Linde was appointed minister for foreign affairs following Margot Wallström's resignation on 10 September 2019.

Under Linde's leadership, Sweden's government decided in March 2020 to send a rapid reaction force of up to 150 troops and helicopters to Mali to join French-led Takuba task force in fighting militants linked to al Qaeda and Islamic State in the Sahel region of North Africa. By early 2022, Linde announced that Sweden would withdraw troops from a European special forces mission to the Sahel region and will review its participation in the Takuba task force over the presence of private Russian military contractors.

When Sweden took over the rotating Chair of the Organization for Security and Co-operation in Europe (OSCE) in 2021, Linde became the organization's Chairperson-in-Office.

=== Accession of Sweden to NATO ===

On 1 May 2022, she expressed that it was "almost certain" that Finland would join NATO. While most current NATO members responded positively to the application, Turkish president Recep Tayyip Erdoğan voiced his opposition, accusing both Sweden and Finland of tolerating Kurdish militant groups PKK, PYD and the YPG, which Turkey classifies as terrorist organizations, and followers of Fethullah Gülen, whom Turkey accuses of orchestrating a failed 2016 Turkish coup d'état attempt. On 20 May, Linde pushed back against Erdoğan's claim they support PKK, calling it "disinformation", and pointing out Sweden listed PKK as a terrorist organization in 1984, while the EU followed suit in 2002.

On 29 July, Linde announced that the ministry of foreign affairs would call in the Russian ambassador to explain himself in the wake of him mocking a Swedish volunteer soldier who died in a grenade attack in the Donbas region in Ukraine. She called his words "reprehensible and tasteless", with her full statement saying: "The text his reprehensible and tasteless. The ambassador doesn't mention at all that it was Russia who started the war, but only Russia can stop it".

==Political positions==
When a parliamentary majority in favour of Sweden expressing the option of joining NATO emerged in 2020, Linde rejected such plans and reiterated her conviction that the country was best served by independence from alliances.

==Controversies==
=== Headscarf controversy ===
Linde attracted criticism for wearing a headscarf during a visit by a government delegation to Tehran in 2017 when she met president Hassan Rouhani.

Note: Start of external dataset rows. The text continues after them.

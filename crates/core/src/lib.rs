pub mod builder;
pub mod catalog;
pub mod models;
pub mod validation;

pub use builder::{build_input_row, RowBuildError};
pub use catalog::{load_catalog, load_catalog_from_readers, location_name, CatalogLoad, CatalogLoadError};
pub use models::*;
pub use validation::{validate, ValidationError, INCOMPLETE_SELECTION_MESSAGE};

=== Transport Agency security breaches ===
Being State Secretary at the Ministry of Justice, Linde was one of the first politicians in the Government Offices who received information from the Security Department that there was a potential leak of sensitive information from the Transport Agency. The agency had outsourced parts of its IT services, including a data base with information about holders of driving licences, as well as about the Swedish road infrastructure.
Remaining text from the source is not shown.